- Hangul: 김치양
- Hanja: 金致陽
- RR: Gim Chiyang
- MR: Kim Ch'iyang

= Kim Ch'iyang =

Goryeo civil official (died 1009)

Kim Ch'iyang (? – March 2, 1009) was a Goryeo civil official. He was the favourite and lover of the widowed Queen Dowager Cheonchu, King Mokjong's mother, and had a son with her. He attempted a rebellion in order to install their son on the throne, but was stopped by military inspector Kang Cho, who killed both Kim and the king.

==Biography==
Kim Ch'iyang hailed from the Tongju Kim clan, based on modern-day Sŏhŭng County, North Korea. He may have possibly been a descendent of Kim Haeng-p'a, a Tongju regional lord who was a supporter of Wang Kŏn. He was a maternal relative of Queen Dowager Cheonchu, also known as Queen Heonae.
Upon the death of King Gyeongjong, the husband of Queen Heonae, Kim Chi'yang disguised himself as a monk to enter the palace and began a relationship with Queen Heonae. According to the Goryeosa, Kim's penis was large enough to be used as an axle for a carriage wheel. However, the lovers were discovered and Kim was sent into exile by King Seongjong. However, with the death of King Seongjong, Queen Heonae's son, Mokjong, ascended to the throne and Heonae became Queen Dowager Cheonchu and Mokjong's regent. Using her powers as regent, she recalled her lover, Kim from exile. He was appointed to the position of secretarial receptionist of the Office of Audience Ceremonies. He would later be promoted to the offices of Vice Director of the Right and the State Finance Commissioner, and abused his power and authority.

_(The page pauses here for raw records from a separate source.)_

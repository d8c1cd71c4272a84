use serde::{Deserialize, Serialize};
use ts_rs::TS;

pub const DEFAULT_MARKS: i32 = 1;
pub const DEFAULT_TIMEOUT_SECS: i32 = 2;
pub const DEFAULT_MEMORY_LIMIT_KB: i32 = 128_000;

// 测试用例可见性
#[derive(Debug, Clone, Copy, Serialize, PartialEq, Eq, Default, TS)]
#[serde(rename_all = "snake_case")]
#[ts(export, export_to = "test_case.ts")]
pub enum TestCaseVisibility {
    Public, // 学生提交前可运行
    #[default]
    Hidden, // 仅用于评测
}

impl<'de> Deserialize<'de> for TestCaseVisibility {
    fn deserialize<D>(deserializer: D) -> Result<Self, D::Error>
    where
        D: serde::Deserializer<'de>,
    {
        let s = String::deserialize(deserializer)?;
        s.parse().map_err(|_| {
            serde::de::Error::custom(format!("无效的可见性: '{s}'. 支持: public, hidden"))
        })
    }
}

impl std::fmt::Display for TestCaseVisibility {
    fn fmt(&self, f: &mut std::fmt::Formatter<'_>) -> std::fmt::Result {
        match self {
            TestCaseVisibility::Public => write!(f, "public"),
            TestCaseVisibility::Hidden => write!(f, "hidden"),
        }
    }
}

impl std::str::FromStr for TestCaseVisibility {
    type Err = String;

    fn from_str(s: &str) -> Result<Self, Self::Err> {
        match s {
            "public" => Ok(TestCaseVisibility::Public),
            "hidden" => Ok(TestCaseVisibility::Hidden),
            _ => Err(format!("Invalid test case visibility: {s}")),
        }
    }
}

/// 测试用例，评测后不再修改
#[derive(Debug, Clone, Serialize, Deserialize, TS)]
#[ts(export, export_to = "test_case.ts")]
pub struct TestCase {
    pub id: i64,
    pub question_id: i64,
    pub input: String,
    pub expected_output: String,
    pub marks: i32,
    pub visibility: TestCaseVisibility,
    // 秒
    pub timeout: i32,
    // KB
    pub memory_limit: i32,
    pub created_at: chrono::DateTime<chrono::Utc>,
}
use crate::config::AppConfig;
use crate::errors::{AssignEaseError, Result};
use crate::sandbox::{CodeExecutor, Judge0Executor, PistonExecutor};
use once_cell::sync::Lazy;
use std::{
    collections::HashMap,
    sync::{Arc, RwLock},
};
use tracing::warn;

pub type ExecutorConstructor =
    Arc<dyn Fn(&AppConfig) -> Result<Arc<dyn CodeExecutor>> + Send + Sync>;

/// 未配置或配置无效时使用的后端
pub const FALLBACK_EXECUTOR: &str = "piston";

static EXECUTOR_REGISTRY: Lazy<RwLock<HashMap<String, ExecutorConstructor>>> =
    Lazy::new(|| RwLock::new(HashMap::new()));

pub fn register_executor<S: Into<String>>(name: S, constructor: ExecutorConstructor) {
    let name = name.into();
    let mut registry = EXECUTOR_REGISTRY
        .write()
        .expect("Executor registry lock poisoned");
    registry.insert(name, constructor);
}

pub fn get_executor(name: &str) -> Option<ExecutorConstructor> {
    EXECUTOR_REGISTRY
        .read()
        .expect("Executor registry lock poisoned")
        .get(name)
        .cloned()
}

/// 注册内置的 judge0 / piston 后端
pub fn register_builtin_executors() {
    register_executor(
        "judge0",
        Arc::new(|config: &AppConfig| -> Result<Arc<dyn CodeExecutor>> {
            let executor = Judge0Executor::from_config(&config.judge0)?;
            Ok(Arc::new(executor) as Arc<dyn CodeExecutor>)
        }),
    );
    register_executor(
        "piston",
        Arc::new(|config: &AppConfig| -> Result<Arc<dyn CodeExecutor>> {
            let executor = PistonExecutor::from_config(&config.piston)?;
            Ok(Arc::new(executor) as Arc<dyn CodeExecutor>)
        }),
    );
}

/// 按 `grading.backend` 创建执行后端，失败时回退到 piston
pub fn create_executor(config: &AppConfig) -> Result<Arc<dyn CodeExecutor>> {
    let backend = config.grading.backend.trim().to_lowercase();

    warn!("Attempting to create {} execution backend", backend);

    match get_executor(&backend) {
        Some(constructor) => match constructor(config) {
            Ok(executor) => return Ok(executor),
            Err(e) => warn!("Failed to create {} executor: {}", backend, e),
        },
        None => warn!("Execution backend '{}' not found in registry", backend),
    }

    if backend != FALLBACK_EXECUTOR {
        warn!("Falling back to {} executor", FALLBACK_EXECUTOR);
        if let Some(constructor) = get_executor(FALLBACK_EXECUTOR) {
            return constructor(config);
        }
    }

    Err(AssignEaseError::executor_not_found(format!(
        "没有可用的执行后端 (tried: {backend})"
    )))
}

pub fn debug_executor_registry() {
    let registry = EXECUTOR_REGISTRY
        .read()
        .expect("Executor registry lock poisoned");
    if registry.is_empty() {
        tracing::debug!("No execution backends registered.");
    } else {
        tracing::debug!("Registered execution backends:");
        for key in registry.keys() {
            tracing::debug!(" - {}", key);
        }
    }
}

#[cfg(test)]
mod tests {
    use super::*;

    fn config_with_backend(backend: &str) -> AppConfig {
        let mut config = AppConfig::from_defaults().expect("defaults should deserialize");
        config.grading.backend = backend.to_string();
        config
    }

    #[test]
    fn test_selects_configured_backend() {
        register_builtin_executors();
        let executor = create_executor(&config_with_backend("Judge0")).unwrap();
        assert_eq!(executor.name(), "judge0");
    }

    #[test]
    fn test_unknown_backend_falls_back_to_piston() {
        register_builtin_executors();
        let executor = create_executor(&config_with_backend("docker")).unwrap();
        assert_eq!(executor.name(), "piston");
    }

    #[test]
    fn test_custom_backend_can_be_registered() {
        register_builtin_executors();
        register_executor(
            "judge0-mirror",
            Arc::new(|config: &AppConfig| -> Result<Arc<dyn CodeExecutor>> {
                let executor = Judge0Executor::from_config(&config.judge0)?;
                Ok(Arc::new(executor) as Arc<dyn CodeExecutor>)
            }),
        );
        assert!(get_executor("judge0-mirror").is_some());
        let executor = create_executor(&config_with_backend("judge0-mirror")).unwrap();
        assert_eq!(executor.name(), "judge0");
    }
}
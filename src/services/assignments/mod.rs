pub mod create;
pub mod detail;
pub mod questions;
pub mod summary;

use actix_web::{HttpRequest, HttpResponse, Result as ActixResult};
use std::sync::Arc;

use crate::models::assignments::requests::CreateAssignmentRequest;
use crate::models::questions::requests::CreateQuestionRequest;
use crate::storage::Storage;

pub struct AssignmentService {
    storage: Option<Arc<dyn Storage>>,
}

impl AssignmentService {
    pub fn new_lazy() -> Self {
        Self { storage: None }
    }

    pub(crate) fn get_storage(&self, request: &HttpRequest) -> Arc<dyn Storage> {
        if let Some(storage) = &self.storage {
            storage.clone()
        } else {
            request
                .app_data::<actix_web::web::Data<Arc<dyn Storage>>>()
                .expect("Storage not found in app data")
                .get_ref()
                .clone()
        }
    }

    // 创建作业并分发 AssignmentCreated
    pub async fn create_assignment(
        &self,
        request: &HttpRequest,
        req: CreateAssignmentRequest,
    ) -> ActixResult<HttpResponse> {
        create::create_assignment(self, request, req).await
    }

    // 作业详情（含题目）
    pub async fn get_assignment(
        &self,
        request: &HttpRequest,
        assignment_id: i64,
    ) -> ActixResult<HttpResponse> {
        detail::get_assignment(self, request, assignment_id).await
    }

    pub async fn create_question(
        &self,
        request: &HttpRequest,
        assignment_id: i64,
        req: CreateQuestionRequest,
    ) -> ActixResult<HttpResponse> {
        questions::create_question(self, request, assignment_id, req).await
    }

    // 作业下所有提交的评测汇总
    pub async fn get_testcase_summary(
        &self,
        request: &HttpRequest,
        assignment_id: i64,
    ) -> ActixResult<HttpResponse> {
        summary::get_testcase_summary(self, request, assignment_id).await
    }
}
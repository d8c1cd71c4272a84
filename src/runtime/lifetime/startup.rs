use crate::ai::AiGrader;
use crate::config::AppConfig;
use crate::events::{DEFAULT_CHANNEL_CAPACITY, EventDispatcher};
use crate::sandbox::CodeExecutor;
use crate::sandbox::register::{create_executor, register_builtin_executors};
use crate::storage::Storage;
use std::sync::Arc;
use tracing::{debug, warn};

pub struct StartupContext {
    pub storage: Arc<dyn Storage>,
    pub executor: Arc<dyn CodeExecutor>,
    pub grader: Arc<AiGrader>,
    pub dispatcher: EventDispatcher,
}

/// 准备服务器启动的上下文
/// 包括存储、执行后端、AI 评分器和事件分发器
pub async fn prepare_server_startup() -> StartupContext {
    rustls::crypto::ring::default_provider()
        .install_default()
        .expect("Failed to install rustls crypto provider");

    let config = AppConfig::get();

    register_builtin_executors();
    if cfg!(debug_assertions) {
        crate::sandbox::register::debug_executor_registry();
        debug!("Debug mode: Executor registry is enabled");
    }

    let storage = crate::storage::create_storage()
        .await
        .expect("Failed to create storage backend");
    warn!("Storage backend initialized and migrations completed");

    let executor = create_executor(config).expect("Failed to create execution backend");
    warn!("Execution backend initialized: {}", executor.name());

    let grader = AiGrader::from_config(&config.llm).expect("Failed to create AI grader");
    warn!(
        "AI grader initialized with model {} ({} retries)",
        grader.model_name(),
        config.llm.retries
    );

    let dispatcher = EventDispatcher::new(storage.clone(), DEFAULT_CHANNEL_CAPACITY);

    StartupContext {
        storage,
        executor,
        grader: Arc::new(grader),
        dispatcher,
    }
}
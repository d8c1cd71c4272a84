use serde::{Deserialize, Serialize};
use ts_rs::TS;

// 提交状态
#[derive(Debug, Clone, Copy, Serialize, PartialEq, Eq, Default, TS)]
#[serde(rename_all = "snake_case")]
#[ts(export, export_to = "submission.ts")]
pub enum SubmissionStatus {
    #[default]
    Submitted, // 已提交
    Checked,    // 已批改
    Reassigned, // 退回重做
    Rejected,   // 已拒绝
}

impl SubmissionStatus {
    pub const SUBMITTED: &'static str = "submitted";
    pub const CHECKED: &'static str = "checked";
    pub const REASSIGNED: &'static str = "reassigned";
    pub const REJECTED: &'static str = "rejected";
}

impl<'de> Deserialize<'de> for SubmissionStatus {
    fn deserialize<D>(deserializer: D) -> Result<Self, D::Error>
    where
        D: serde::Deserializer<'de>,
    {
        let s = String::deserialize(deserializer)?;
        s.parse().map_err(|_| {
            serde::de::Error::custom(format!(
                "无效的提交状态: '{s}'. 支持的状态: submitted, checked, reassigned, rejected"
            ))
        })
    }
}

impl std::fmt::Display for SubmissionStatus {
    fn fmt(&self, f: &mut std::fmt::Formatter<'_>) -> std::fmt::Result {
        match self {
            SubmissionStatus::Submitted => write!(f, "{}", SubmissionStatus::SUBMITTED),
            SubmissionStatus::Checked => write!(f, "{}", SubmissionStatus::CHECKED),
            SubmissionStatus::Reassigned => write!(f, "{}", SubmissionStatus::REASSIGNED),
            SubmissionStatus::Rejected => write!(f, "{}", SubmissionStatus::REJECTED),
        }
    }
}

impl std::str::FromStr for SubmissionStatus {
    type Err = String;

    fn from_str(s: &str) -> Result<Self, Self::Err> {
        match s {
            SubmissionStatus::SUBMITTED => Ok(SubmissionStatus::Submitted),
            SubmissionStatus::CHECKED => Ok(SubmissionStatus::Checked),
            SubmissionStatus::REASSIGNED => Ok(SubmissionStatus::Reassigned),
            SubmissionStatus::REJECTED => Ok(SubmissionStatus::Rejected),
            _ => Err(format!("Invalid submission status: {s}")),
        }
    }
}

/// 学生对某道题的提交，每个 (学生, 作业, 题目) 仅一条
#[derive(Debug, Clone, Serialize, Deserialize, TS)]
#[ts(export, export_to = "submission.ts")]
pub struct Submission {
    pub id: i64,
    pub student_id: i64,
    pub assignment_id: i64,
    pub question_id: i64,
    pub code: Option<String>,
    pub text_submission: Option<String>,
    pub status: SubmissionStatus,
    // 教师评语
    pub feedback: Option<String>,
    // 以下三项每次评测整体覆盖
    pub total_testcases: i32,
    pub passed_testcases: i32,
    pub auto_marks: f64,
    // 教师手动给分，评测不会修改
    pub custom_marks: Option<f64>,
    pub submitted_at: chrono::DateTime<chrono::Utc>,
    pub updated_at: chrono::DateTime<chrono::Utc>,
}

impl Submission {
    /// 交给 AI 评估的作答内容：代码优先，其次文本
    pub fn answer_text(&self) -> &str {
        self.code
            .as_deref()
            .filter(|s| !s.is_empty())
            .or(self.text_submission.as_deref())
            .unwrap_or("")
    }
}
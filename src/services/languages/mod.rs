use actix_web::{HttpRequest, HttpResponse, Result as ActixResult};
use std::sync::Arc;
use tracing::info;

use super::error_response;
use crate::models::languages::requests::CreateLanguageRequest;
use crate::models::{ApiResponse, ErrorCode};
use crate::storage::Storage;

pub struct LanguageService {
    storage: Option<Arc<dyn Storage>>,
}

impl LanguageService {
    pub fn new_lazy() -> Self {
        Self { storage: None }
    }

    pub(crate) fn get_storage(&self, request: &HttpRequest) -> Arc<dyn Storage> {
        if let Some(storage) = &self.storage {
            storage.clone()
        } else {
            request
                .app_data::<actix_web::web::Data<Arc<dyn Storage>>>()
                .expect("Storage not found in app data")
                .get_ref()
                .clone()
        }
    }

    // 列出启用的编程语言
    pub async fn list_languages(&self, request: &HttpRequest) -> ActixResult<HttpResponse> {
        let storage = self.get_storage(request);

        match storage.list_active_languages().await {
            Ok(languages) => Ok(HttpResponse::Ok().json(ApiResponse::success(
                languages,
                "Languages retrieved successfully",
            ))),
            Err(e) => Ok(error_response(&e, ErrorCode::InternalServerError)),
        }
    }

    pub async fn create_language(
        &self,
        request: &HttpRequest,
        req: CreateLanguageRequest,
    ) -> ActixResult<HttpResponse> {
        if req.display_name.trim().is_empty() {
            return Ok(HttpResponse::BadRequest().json(ApiResponse::error_empty(
                ErrorCode::BadRequest,
                "display_name 不能为空",
            )));
        }

        let storage = self.get_storage(request);
        match storage.create_language(req).await {
            Ok(language) => {
                info!(
                    "Programming language {} created (runtime: {})",
                    language.display_name,
                    language.runtime_name()
                );
                Ok(HttpResponse::Created()
                    .json(ApiResponse::success(language, "Language created successfully")))
            }
            Err(e) => Ok(error_response(&e, ErrorCode::LanguageCreationFailed)),
        }
    }
}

Kim used his authority to place members of his political faction in the royal court, such as Yi Chujŏng. In 1003, his son with Queen Dowager Cheonchu was born. In order to have their son succeed the throne, Kim and the Queen Dowager forced the legitimate heir, Prince Daeryangwon (the later King Hyeonjong), to take the vows and become a Buddhist monk. They also sent assassins to eliminate Prince Daeryangwon, but the attempts never succeeded.
On February 13, 1009, a large fire broke out in the palace and King Mokjong suffered from shock and became ill. Kim Ch'iyang attempted this opportunity to seize power and place his son on the throne. However, the king had called for the military inspector of Seobukmyeon, Kang Cho, to return to the capital and stop Kim. On March 2, Kang Cho executed both Kim and his son but also dethroned King Mokjong and installed Prince Daeryangwon as King Hyeonjong.

==In popular culture==
- Portrayed by Lee Jin-suk and Kim Suk-hoon in the 2009 KBS2 TV series Empress Cheonchu.
- Portrayed by Gong Jung-hwan in the 2023 KBS2 TV series Korea–Khitan War.